In the records below, find the line with "omitted when absent" and the line with "and response body.". Print both exactly, along with every line between them, and no other line.

**Extracted entries**.
----
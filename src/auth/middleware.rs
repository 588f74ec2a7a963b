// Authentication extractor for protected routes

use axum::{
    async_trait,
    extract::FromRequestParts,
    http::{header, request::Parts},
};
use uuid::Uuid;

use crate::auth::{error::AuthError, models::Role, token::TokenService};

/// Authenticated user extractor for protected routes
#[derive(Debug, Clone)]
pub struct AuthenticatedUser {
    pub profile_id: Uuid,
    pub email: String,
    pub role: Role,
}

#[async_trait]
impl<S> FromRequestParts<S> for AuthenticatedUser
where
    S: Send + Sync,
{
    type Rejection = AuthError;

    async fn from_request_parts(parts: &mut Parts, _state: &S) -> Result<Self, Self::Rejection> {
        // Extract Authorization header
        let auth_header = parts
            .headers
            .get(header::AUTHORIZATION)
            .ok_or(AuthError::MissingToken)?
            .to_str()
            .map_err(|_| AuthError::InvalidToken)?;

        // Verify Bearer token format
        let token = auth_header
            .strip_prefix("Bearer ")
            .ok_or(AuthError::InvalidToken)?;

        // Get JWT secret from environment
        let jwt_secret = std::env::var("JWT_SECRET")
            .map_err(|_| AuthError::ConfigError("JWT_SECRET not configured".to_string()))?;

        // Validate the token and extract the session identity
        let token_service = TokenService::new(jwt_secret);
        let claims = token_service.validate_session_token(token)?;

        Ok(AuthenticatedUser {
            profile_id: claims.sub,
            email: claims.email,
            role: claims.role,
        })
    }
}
----
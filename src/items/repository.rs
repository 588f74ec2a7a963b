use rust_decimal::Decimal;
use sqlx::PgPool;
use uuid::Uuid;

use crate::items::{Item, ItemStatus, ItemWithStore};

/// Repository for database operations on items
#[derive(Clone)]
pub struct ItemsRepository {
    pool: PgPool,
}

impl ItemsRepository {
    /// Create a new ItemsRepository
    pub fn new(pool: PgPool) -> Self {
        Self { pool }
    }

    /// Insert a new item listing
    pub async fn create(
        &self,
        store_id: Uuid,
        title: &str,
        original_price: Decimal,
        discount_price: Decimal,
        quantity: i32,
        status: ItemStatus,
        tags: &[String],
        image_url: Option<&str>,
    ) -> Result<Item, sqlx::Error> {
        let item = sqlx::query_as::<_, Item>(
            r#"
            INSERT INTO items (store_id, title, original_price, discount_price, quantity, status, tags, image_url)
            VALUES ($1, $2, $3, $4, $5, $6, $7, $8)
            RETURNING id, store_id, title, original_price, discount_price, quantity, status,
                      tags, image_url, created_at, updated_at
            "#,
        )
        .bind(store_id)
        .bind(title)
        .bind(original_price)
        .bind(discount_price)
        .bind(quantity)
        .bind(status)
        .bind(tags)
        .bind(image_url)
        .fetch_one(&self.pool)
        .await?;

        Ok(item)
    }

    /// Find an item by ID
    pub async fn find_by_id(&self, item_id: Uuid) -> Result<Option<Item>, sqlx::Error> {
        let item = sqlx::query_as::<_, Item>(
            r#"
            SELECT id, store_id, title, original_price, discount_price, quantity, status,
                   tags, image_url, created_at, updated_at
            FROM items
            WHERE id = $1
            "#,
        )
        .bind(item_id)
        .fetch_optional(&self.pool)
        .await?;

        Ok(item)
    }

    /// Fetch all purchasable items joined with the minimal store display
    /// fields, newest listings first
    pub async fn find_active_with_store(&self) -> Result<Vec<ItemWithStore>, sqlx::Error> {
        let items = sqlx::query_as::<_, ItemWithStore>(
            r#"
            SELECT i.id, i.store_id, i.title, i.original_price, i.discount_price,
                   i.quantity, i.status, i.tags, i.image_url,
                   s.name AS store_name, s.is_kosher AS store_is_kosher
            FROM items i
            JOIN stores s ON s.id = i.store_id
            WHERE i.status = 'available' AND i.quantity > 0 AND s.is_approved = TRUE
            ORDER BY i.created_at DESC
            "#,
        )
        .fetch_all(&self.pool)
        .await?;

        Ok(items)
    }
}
----
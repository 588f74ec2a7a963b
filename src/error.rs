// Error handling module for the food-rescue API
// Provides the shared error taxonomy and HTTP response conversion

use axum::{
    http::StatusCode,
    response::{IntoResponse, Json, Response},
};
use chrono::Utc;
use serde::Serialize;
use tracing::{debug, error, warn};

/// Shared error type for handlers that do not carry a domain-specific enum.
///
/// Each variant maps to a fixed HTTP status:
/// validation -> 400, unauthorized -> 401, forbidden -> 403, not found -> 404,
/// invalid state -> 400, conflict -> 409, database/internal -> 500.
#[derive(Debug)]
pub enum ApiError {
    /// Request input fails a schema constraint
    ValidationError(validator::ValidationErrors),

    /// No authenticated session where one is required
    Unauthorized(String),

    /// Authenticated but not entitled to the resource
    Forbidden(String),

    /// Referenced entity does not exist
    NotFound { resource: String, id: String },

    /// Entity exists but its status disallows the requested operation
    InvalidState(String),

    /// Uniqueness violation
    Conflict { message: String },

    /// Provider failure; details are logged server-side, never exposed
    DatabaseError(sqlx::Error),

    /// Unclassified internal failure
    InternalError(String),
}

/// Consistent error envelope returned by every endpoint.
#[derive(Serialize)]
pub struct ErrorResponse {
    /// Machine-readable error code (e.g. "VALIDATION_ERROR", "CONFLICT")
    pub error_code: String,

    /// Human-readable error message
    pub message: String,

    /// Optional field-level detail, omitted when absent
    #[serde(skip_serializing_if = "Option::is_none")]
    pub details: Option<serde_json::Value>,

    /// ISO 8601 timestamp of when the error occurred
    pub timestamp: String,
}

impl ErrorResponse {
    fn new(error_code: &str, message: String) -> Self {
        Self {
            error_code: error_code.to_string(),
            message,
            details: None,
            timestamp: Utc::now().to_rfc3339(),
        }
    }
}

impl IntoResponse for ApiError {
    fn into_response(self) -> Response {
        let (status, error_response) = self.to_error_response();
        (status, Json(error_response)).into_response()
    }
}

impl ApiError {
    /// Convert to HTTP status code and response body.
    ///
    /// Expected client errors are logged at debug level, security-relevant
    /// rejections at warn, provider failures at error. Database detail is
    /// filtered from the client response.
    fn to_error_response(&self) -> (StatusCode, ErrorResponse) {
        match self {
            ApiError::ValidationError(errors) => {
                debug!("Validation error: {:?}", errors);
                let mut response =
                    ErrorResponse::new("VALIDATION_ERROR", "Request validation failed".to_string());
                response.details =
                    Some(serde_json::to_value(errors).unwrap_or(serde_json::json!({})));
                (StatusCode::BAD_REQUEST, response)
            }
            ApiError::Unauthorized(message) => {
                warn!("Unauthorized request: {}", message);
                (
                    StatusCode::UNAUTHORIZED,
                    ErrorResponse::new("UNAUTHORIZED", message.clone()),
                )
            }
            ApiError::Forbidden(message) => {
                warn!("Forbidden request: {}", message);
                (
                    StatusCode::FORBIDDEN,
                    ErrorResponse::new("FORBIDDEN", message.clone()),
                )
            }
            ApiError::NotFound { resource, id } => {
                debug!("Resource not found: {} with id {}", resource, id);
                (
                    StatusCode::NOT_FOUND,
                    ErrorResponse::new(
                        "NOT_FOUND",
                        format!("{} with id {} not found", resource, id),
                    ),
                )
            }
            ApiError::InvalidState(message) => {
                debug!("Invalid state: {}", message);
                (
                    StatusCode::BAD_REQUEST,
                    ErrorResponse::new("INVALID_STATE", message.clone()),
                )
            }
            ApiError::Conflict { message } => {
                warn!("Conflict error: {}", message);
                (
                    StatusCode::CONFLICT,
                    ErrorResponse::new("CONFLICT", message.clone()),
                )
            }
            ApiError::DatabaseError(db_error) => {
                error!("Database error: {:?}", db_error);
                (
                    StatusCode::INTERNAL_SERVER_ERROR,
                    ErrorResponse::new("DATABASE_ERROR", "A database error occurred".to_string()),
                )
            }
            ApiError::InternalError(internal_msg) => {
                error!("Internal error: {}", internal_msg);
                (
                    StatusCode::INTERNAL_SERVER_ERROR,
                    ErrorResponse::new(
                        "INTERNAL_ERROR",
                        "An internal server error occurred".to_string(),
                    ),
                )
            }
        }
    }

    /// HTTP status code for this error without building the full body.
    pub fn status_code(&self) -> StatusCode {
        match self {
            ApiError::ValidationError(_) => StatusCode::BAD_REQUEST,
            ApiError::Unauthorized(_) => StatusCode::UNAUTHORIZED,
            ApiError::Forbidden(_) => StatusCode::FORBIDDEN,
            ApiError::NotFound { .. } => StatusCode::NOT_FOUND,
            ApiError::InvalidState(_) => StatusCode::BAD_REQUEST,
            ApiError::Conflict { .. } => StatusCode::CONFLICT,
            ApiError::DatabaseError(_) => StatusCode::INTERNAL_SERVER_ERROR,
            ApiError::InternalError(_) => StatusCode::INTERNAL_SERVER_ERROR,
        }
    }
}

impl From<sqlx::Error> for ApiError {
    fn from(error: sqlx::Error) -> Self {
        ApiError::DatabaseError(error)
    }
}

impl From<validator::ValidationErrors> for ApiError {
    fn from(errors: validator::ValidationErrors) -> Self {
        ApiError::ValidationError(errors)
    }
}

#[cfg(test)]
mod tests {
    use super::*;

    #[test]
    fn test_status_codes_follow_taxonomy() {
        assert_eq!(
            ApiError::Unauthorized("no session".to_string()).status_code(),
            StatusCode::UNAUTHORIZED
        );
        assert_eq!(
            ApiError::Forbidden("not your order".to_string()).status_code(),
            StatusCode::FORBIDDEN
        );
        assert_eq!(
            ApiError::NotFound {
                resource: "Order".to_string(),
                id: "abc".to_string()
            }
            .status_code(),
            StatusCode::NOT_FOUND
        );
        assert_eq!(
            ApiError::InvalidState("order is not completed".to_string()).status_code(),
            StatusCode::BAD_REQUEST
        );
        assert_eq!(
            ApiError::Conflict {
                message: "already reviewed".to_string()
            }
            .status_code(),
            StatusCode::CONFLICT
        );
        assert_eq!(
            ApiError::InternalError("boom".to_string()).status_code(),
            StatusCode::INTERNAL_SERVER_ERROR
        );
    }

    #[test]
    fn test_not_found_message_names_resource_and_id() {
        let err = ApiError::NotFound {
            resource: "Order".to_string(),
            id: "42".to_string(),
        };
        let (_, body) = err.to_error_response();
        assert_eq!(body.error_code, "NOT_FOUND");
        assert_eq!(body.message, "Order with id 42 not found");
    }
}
----
**Result of the exercise**.
    /// Optional field-level detail, omitted when absent
    #[serde(skip_serializing_if = "Option::is_none")]
    pub details: Option<serde_json::Value>,

    /// ISO 8601 timestamp of when the error occurred
    pub timestamp: String,
}

impl ErrorResponse {
    fn new(error_code: &str, message: String) -> Self {
        Self {
            error_code: error_code.to_string(),
            message,
            details: None,
            timestamp: Utc::now().to_rfc3339(),
        }
    }
}

impl IntoResponse for ApiError {
    fn into_response(self) -> Response {
        let (status, error_response) = self.to_error_response();
        (status, Json(error_response)).into_response()
    }
}

impl ApiError {
    /// Convert to HTTP status code and response body.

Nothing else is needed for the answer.